On Rosh Hashanah it is written and on Yom Kippur it is sealed
How many will pass from this world
On the fast of Yom Kippur it is sealed;
How many will pass away from this world,
How many will be born into it;
Who will live and who will die;
Who will reach the ripeness of age,
Who will be taken before their time;
Who by fire and who by water;
Who by war and who by beast;
Who by famine and who by drought;
Who by earthquake and who by plague;
Who by strangling and who by stoning;
Who will rest and who will wander;
Who will be tranquil and who will be troubled;
Who will be calm and who will be tormented;
Who will live in poverty and who in prosperity;
Who will be humbled and who will be exalted.”
These words, the prayer and the poem, are not only about climatic events. In their own times and genres of literary expression, each speaks of unknowable acts, whether nature’s upheavals or acts of humanity and bravery, that try to help us all make sense of human loss. These kinds of prayers show the darkness of despair and light of hope: that human beings can prevail over the most extreme devastation of human-created horrors — or nature’s wrath, which sometimes is attributed to God-ordained events.
We in Hilton Head got a taste of that paradox when Hurricane Matthew trampled over our community in 2016. If we learned anything, it was that when we work together and support each other, not just with prayers but with our bodies and heart and souls, we can help others rebuild their homes and their spirits.
The last part of the Jewish prayer says,
But through return to the right path,
Through prayer and righteous giving,
We can transcend the harshness of the (divine) decree.”

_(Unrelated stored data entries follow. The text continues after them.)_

//! Public entry point tying the dictionary, hexastore, builder and cursor
//! together (spec.md §6, "Query API surface").

use crate::builder::{self, BuildError, ConstraintGraph};
use crate::cursor::{Cursor, QueryError};
use crate::dictionary::Dictionary;
use crate::kv::KvStore;
use crate::term::{Pattern, Term};

/// Compiles `pattern` into a constraint graph (spec.md's `Build`), reading
/// `dict` for ground-term lookups and `kv` for the cardinality statistics
/// the scorer needs.
pub fn build<K, D>(pattern: &Pattern, dict: &D, kv: &K) -> Result<ConstraintGraph, BuildError>
where
    K: KvStore + ?Sized,
    D: Dictionary,
{
    builder::build(pattern, dict, kv)
}

/// Opens a cursor over `graph` (spec.md's `Open`).
///
/// `domain` restricts which variables are exposed through
/// [`Cursor::assignment`]/[`Cursor::get`]; `None` exposes every variable in
/// sorted execution order. `starting_index` seeds a resume point: each
/// listed variable's candidate stream is seeked to the paired value (the
/// stored value itself included) before the first solution is emitted.
pub fn open<'a, K, D>(
    graph: &'a ConstraintGraph,
    kv: &'a K,
    dict: &'a D,
    domain: Option<&[String]>,
    starting_index: Option<&[(String, Term)]>,
) -> Result<Cursor<'a, K, D>, QueryError>
where
    K: KvStore + ?Sized,
    D: Dictionary,
{
    Cursor::new(graph, kv, dict, domain, starting_index)
}

#[cfg(test)]
mod tests {
    use super::*;
    use crate::term::{PatternQuad, PatternTerm as PT};
    use crate::test::sample_data;

    #[test]
    fn build_then_open_finds_a_single_ground_lookup() {
        let (dict, kv) = sample_data();
        let jane = Term::iri("http://people.com/jane");
        let name_pred = Term::iri("http://schema.org/name");

        let pattern = vec![PatternQuad::new(PT::Ground(jane), PT::Ground(name_pred), PT::var("x"))];
        let graph = build(&pattern, &dict, &kv).unwrap();
        let mut cursor = open(&graph, &kv, &dict, None, None).unwrap();

        assert!(cursor.next(None).unwrap());
        assert_eq!(cursor.get("x").unwrap(), Some(Term::literal("Jane Doe")));
        assert!(!cursor.next(None).unwrap());
    }

    #[test]
    fn open_rejects_an_unknown_domain_name() {
        let (dict, kv) = sample_data();
        let jane = Term::iri("http://people.com/jane");
        let name_pred = Term::iri("http://schema.org/name");
        let pattern = vec![PatternQuad::new(PT::Ground(jane), PT::Ground(name_pred), PT::var("x"))];
        let graph = build(&pattern, &dict, &kv).unwrap();

        let domain = vec!["not-a-variable".to_string()];
        assert!(matches!(
            open(&graph, &kv, &dict, Some(&domain), None),
            Err(QueryError::UnknownVariable(_))
        ));
    }
}
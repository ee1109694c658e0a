//! The ordered key/value store this crate reads from.
//!
//! Writing the hexastore's twelve entries per triple, and everything
//! upstream of that (ingest, JSON-LD, content-addressing), is out of scope
//! here — this module only defines the read-only interface the query path
//! consumes, plus a small in-memory implementation used by this crate's own
//! tests.

use std::collections::BTreeMap;
use std::fmt;

/// An error surfaced by the KV store. "Key not found" at a seek is *not*
/// represented here — per spec.md §7.3 it is an empty stream, not an error.
#[derive(Debug)]
pub enum KvError {
    /// The underlying store failed; `operation` names what was attempted
    /// (e.g. "scan_prefix", "get") so the failure can be traced back to a
    /// specific read.
    Backend {
        operation: &'static str,
        source: Box<dyn std::error::Error + Send + Sync>,
    },
}

impl fmt::Display for KvError {
    fn fmt(&self, f: &mut fmt::Formatter<'_>) -> fmt::Result {
        match self {
            KvError::Backend { operation, source } => {
                write!(f, "KV store failed during {}: {}", operation, source)
            }
        }
    }
}

impl std::error::Error for KvError {}

impl KvError {
    pub fn backend(operation: &'static str, source: impl std::error::Error + Send + Sync + 'static) -> Self {
        KvError::Backend {
            operation,
            source: Box::new(source),
        }
    }
}

/// A read-only, ordered byte-keyed store.
///
/// Implementations only need to support prefix scans and point reads over a
/// single, stable snapshot (see spec.md §5: "a single read snapshot of the
/// KV store"). Keys are compared byte-lexicographically, which is why every
/// identifier this crate encodes into a key is big-endian (see [`crate::id`]).
pub trait KvStore {
    /// All entries whose key starts with `prefix`, ascending by key.
    fn scan_prefix(&self, prefix: &[u8]) -> Result<Vec<(Vec<u8>, Vec<u8>)>, KvError>;

    /// The value stored at `key`, or `None` if absent ("key not found").
    fn get(&self, key: &[u8]) -> Result<Option<Vec<u8>>, KvError>;
}

/// A simple in-memory [`KvStore`] backed by a `BTreeMap`, used by this
/// crate's tests and as a reference store for demos. Populating it models
/// the (out of scope) ingest path: the query engine never writes through
/// [`KvStore`] itself, only through this test-only builder.
#[derive(Debug, Default, Clone)]
pub struct InMemoryKv {
    entries: BTreeMap<Vec<u8>, Vec<u8>>,
}

impl InMemoryKv {
    pub fn new() -> Self {
        InMemoryKv {
            entries: BTreeMap::new(),
        }
    }

    pub fn put(&mut self, key: Vec<u8>, value: Vec<u8>) {
        self.entries.insert(key, value);
    }

    /// Adds `delta` to the stored count at `key`, initializing to `delta`
    /// if absent.
    pub fn add_count(&mut self, key: Vec<u8>, delta: u64) {
        let current = self
            .entries
            .get(&key)
            .map(|bytes| {
                let mut buf = [0u8; 8];
                buf.copy_from_slice(bytes);
                u64::from_be_bytes(buf)
            })
            .unwrap_or(0);
        self.entries.insert(key, (current + delta).to_be_bytes().to_vec());
    }
}

impl KvStore for InMemoryKv {
    fn scan_prefix(&self, prefix: &[u8]) -> Result<Vec<(Vec<u8>, Vec<u8>)>, KvError> {
        Ok(self
            .entries
            .range(prefix.to_vec()..)
            .take_while(|(k, _)| k.starts_with(prefix))
            .map(|(k, v)| (k.clone(), v.clone()))
            .collect())
    }

    fn get(&self, key: &[u8]) -> Result<Option<Vec<u8>>, KvError> {
        Ok(self.entries.get(key).cloned())
    }
}
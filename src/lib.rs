#![doc = include_str!("../README.md")]

pub mod builder;
pub mod constraint;
pub mod cursor;
pub mod dictionary;
pub mod hexastore;
pub mod id;
pub mod kv;
pub mod provenance;
pub mod query;
pub mod scorer;
pub mod sorter;
pub mod term;
pub mod test;
pub mod variable;

pub use builder::{build, BuildError, ConstraintGraph};
pub use cursor::{Cursor, QueryError};
pub use dictionary::Dictionary;
pub use id::Id;
pub use kv::{KvError, KvStore};
pub use provenance::{GraphCheck, Source};
pub use term::{PatternQuad, PatternTerm, Term};
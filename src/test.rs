//! Sample stores used by this crate's own tests and by `tests/` (spec.md
//! §8's scenario seeds). Not part of the query path; this is the same kind
//! of test-only ingest shortcut [`crate::kv::InMemoryKv`]'s docs describe.

use crate::dictionary::InMemoryDictionary;
use crate::hexastore::insert_triple;
use crate::kv::InMemoryKv;
use crate::term::Term;

fn insert(dict: &mut InMemoryDictionary, kv: &mut InMemoryKv, s: &Term, p: &Term, o: &Term) {
    let sid = dict.intern(s.clone());
    let pid = dict.intern(p.clone());
    let oid = dict.intern(o.clone());
    insert_triple(kv, sid, pid, oid);
}

/// A small social-graph dataset: two people, their names, birth dates and a
/// mutual `knows` relationship.
pub fn sample_data() -> (InMemoryDictionary, InMemoryKv) {
    let mut dict = InMemoryDictionary::new();
    let mut kv = InMemoryKv::new();

    let rdf_type = Term::iri("http://schema.org/type");
    let person = Term::iri("http://schema.org/Person");
    let name = Term::iri("http://schema.org/name");
    let birth_date = Term::iri("http://schema.org/birthDate");
    let knows = Term::iri("http://schema.org/knows");

    let jane = Term::iri("http://people.com/jane");
    let john = Term::iri("http://people.com/john");

    insert(&mut dict, &mut kv, &jane, &rdf_type, &person);
    insert(&mut dict, &mut kv, &jane, &name, &Term::literal("Jane Doe"));
    insert(&mut dict, &mut kv, &jane, &birth_date, &Term::literal("1990-01-01"));
    insert(&mut dict, &mut kv, &jane, &knows, &john);

    insert(&mut dict, &mut kv, &john, &rdf_type, &person);
    insert(&mut dict, &mut kv, &john, &name, &Term::literal("Johnny Doe"));
    insert(&mut dict, &mut kv, &john, &birth_date, &Term::literal("1985-05-05"));
    insert(&mut dict, &mut kv, &john, &knows, &jane);

    (dict, kv)
}

/// A second, disjoint dataset (an organization, not a person) used by tests
/// that need more than one unrelated entity in the store.
pub fn sample_data2() -> (InMemoryDictionary, InMemoryKv) {
    let mut dict = InMemoryDictionary::new();
    let mut kv = InMemoryKv::new();

    let rdf_type = Term::iri("http://schema.org/type");
    let organization = Term::iri("http://schema.org/Organization");
    let name = Term::iri("http://schema.org/name");
    let acme = Term::iri("http://example.com/acme");

    insert(&mut dict, &mut kv, &acme, &rdf_type, &organization);
    insert(&mut dict, &mut kv, &acme, &name, &Term::literal("Acme Corp"));

    (dict, kv)
}

#[cfg(test)]
mod tests {
    use super::*;
    use crate::dictionary::Dictionary;
    use crate::hexastore::{Hexastore, Permutation};
    use crate::kv::KvStore;

    #[test]
    fn sample_data_indexes_both_people() {
        let (dict, kv) = sample_data();
        let hx = Hexastore::new(&kv);
        let jane = dict.lookup(&Term::iri("http://people.com/jane")).unwrap().unwrap();
        let name = dict.lookup(&Term::iri("http://schema.org/name")).unwrap().unwrap();
        let range = hx.triple_range(Permutation::Spo, jane, name).unwrap();
        assert_eq!(range.len(), 1);
    }

    #[test]
    fn sample_data2_is_disjoint_from_sample_data() {
        let (_, kv1) = sample_data();
        let (_, kv2) = sample_data2();
        assert_ne!(kv1.scan_prefix(&[]).unwrap().len(), 0);
        assert_ne!(kv2.scan_prefix(&[]).unwrap().len(), 0);
    }
}
//! Inbound request and response envelope types
//!
//! The envelope is the JSON shape handed back to the invoking gateway:
//!
//! ```text
//! { "statusCode": 200, "body": "<base64>", "isBase64Encoded": true }
//! ```

use base64::Engine;
use base64::engine::general_purpose::STANDARD;
use serde::{Deserialize, Serialize};

use crate::http::request::Request;

/// Body returned whenever the upstream call fails
pub const INTERNAL_ERROR_BODY: &str = "Internal Server Error";

/// The only part of an inbound request the handler consults.
#[derive(Debug, Clone, PartialEq, Eq)]
pub struct InboundRequest {
    pub path: String,
}

impl InboundRequest {
    pub fn new(path: impl Into<String>) -> Self {
        Self { path: path.into() }
    }
}

impl From<&Request> for InboundRequest {
    /// Uses the raw path. Query string, headers and body are dropped.
    fn from(req: &Request) -> Self {
        let raw_path = req
            .path
            .split_once('?')
            .map_or(req.path.as_str(), |(path, _)| path);
        Self::new(raw_path)
    }
}

#[derive(Debug, Clone, PartialEq, Eq, Serialize, Deserialize)]
#[serde(rename_all = "camelCase")]
pub struct Envelope {
    pub status_code: u16,
    pub body: String,
    #[serde(default, skip_serializing_if = "Option::is_none")]
    pub is_base64_encoded: Option<bool>,
}

impl Envelope {
    /// Successful envelope carrying `bytes` as standard base64.
    pub fn encoded(status_code: u16, bytes: &[u8]) -> Self {
        Self {
            status_code,
            body: STANDARD.encode(bytes),
            is_base64_encoded: Some(true),
        }
    }

    pub fn internal_error() -> Self {
        Self {
            status_code: 500,
            body: INTERNAL_ERROR_BODY.to_string(),
            is_base64_encoded: None,
        }
    }

    pub fn is_base64_encoded(&self) -> bool {
        self.is_base64_encoded.unwrap_or(false)
    }

    /// Raw body bytes, undoing the base64 encoding when the flag is set.
    pub fn decoded_body(&self) -> Result<Vec<u8>, base64::DecodeError> {
        if self.is_base64_encoded() {
            STANDARD.decode(&self.body)
        } else {
            Ok(self.body.as_bytes().to_vec())
        }
    }

    pub fn to_json(&self) -> serde_json::Result<String> {
        serde_json::to_string(self)
    }
}
//! Request forwarding to the fixed upstream

use anyhow::{Context, Result};
use url::Url;

use crate::config::UpstreamConfig;
use crate::proxy::envelope::{Envelope, InboundRequest};
use crate::proxy::error::UpstreamFailure;

/// Stateless forwarder bound to a single upstream base address.
///
/// Cloning is cheap: the underlying HTTP client shares its connection pool.
#[derive(Debug, Clone)]
pub struct ForwardingHandler {
    base_url: Url,
    client: reqwest::Client,
}

impl ForwardingHandler {
    /// Create a handler for `base_url`.
    ///
    /// No request timeout is set on the client; the invoking host bounds
    /// each invocation.
    pub fn new(base_url: Url) -> Result<Self> {
        let client = reqwest::Client::builder()
            .build()
            .context("Failed to build upstream HTTP client")?;
        Ok(Self::with_client(base_url, client))
    }

    pub fn with_client(base_url: Url, client: reqwest::Client) -> Self {
        Self { base_url, client }
    }

    pub fn from_config(cfg: &UpstreamConfig) -> Result<Self> {
        Self::new(cfg.base_url()?)
    }

    pub fn base_url(&self) -> &Url {
        &self.base_url
    }

    /// Handle one invocation. Never fails: upstream errors are logged and
    /// rendered as the fixed 500 envelope.
    pub async fn handle(&self, request: &InboundRequest) -> Envelope {
        match self.forward(&request.path).await {
            Ok(envelope) => envelope,
            Err(e) => {
                tracing::error!(
                    path = %request.path,
                    base = %self.base_url,
                    timeout = e.is_timeout(),
                    error = %e,
                    "Error fetching upstream"
                );
                Envelope::internal_error()
            }
        }
    }

    /// Issue exactly one GET for `path` and encode the full response body.
    pub async fn forward(&self, path: &str) -> Result<Envelope, UpstreamFailure> {
        let url = self.resolve(path)?;

        tracing::debug!(url = %url, "Forwarding request upstream");

        let response = self
            .client
            .get(url.clone())
            .send()
            .await
            .map_err(UpstreamFailure::Request)?;

        let status = response.status().as_u16();
        let body = response.bytes().await.map_err(UpstreamFailure::Body)?;

        tracing::debug!(url = %url, status, bytes = body.len(), "Upstream responded");

        Ok(Envelope::encoded(status, &body))
    }

    /// Resolve `path` against the base address.
    ///
    /// Standard reference resolution applies, but the result always keeps the
    /// base's scheme and authority: a path that would escape to another origin
    /// (such as `//other.host/x`) is used verbatim as the path on the base.
    pub fn resolve(&self, path: &str) -> Result<Url, UpstreamFailure> {
        let joined = self
            .base_url
            .join(path)
            .map_err(|source| UpstreamFailure::Resolve {
                path: path.to_string(),
                source,
            })?;

        if joined.origin() == self.base_url.origin() {
            return Ok(joined);
        }

        let mut pinned = self.base_url.clone();
        pinned.set_path(path);
        pinned.set_query(None);
        pinned.set_fragment(None);
        Ok(pinned)
    }
}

We have the opportunity again to prove that “the Lord works in mysterious ways,” for the sake of survivors of Hurricane Ida, the refugees from Afghanistan, the families of the Marines who lost their lives recently at the airport in Kabul. Or so many other worthy causes in which we can show how God — and we — move in mysterious ways for good.
I wish all a joyous and meaningful High Holy Days, and may we be written and sealed in the Book of Life.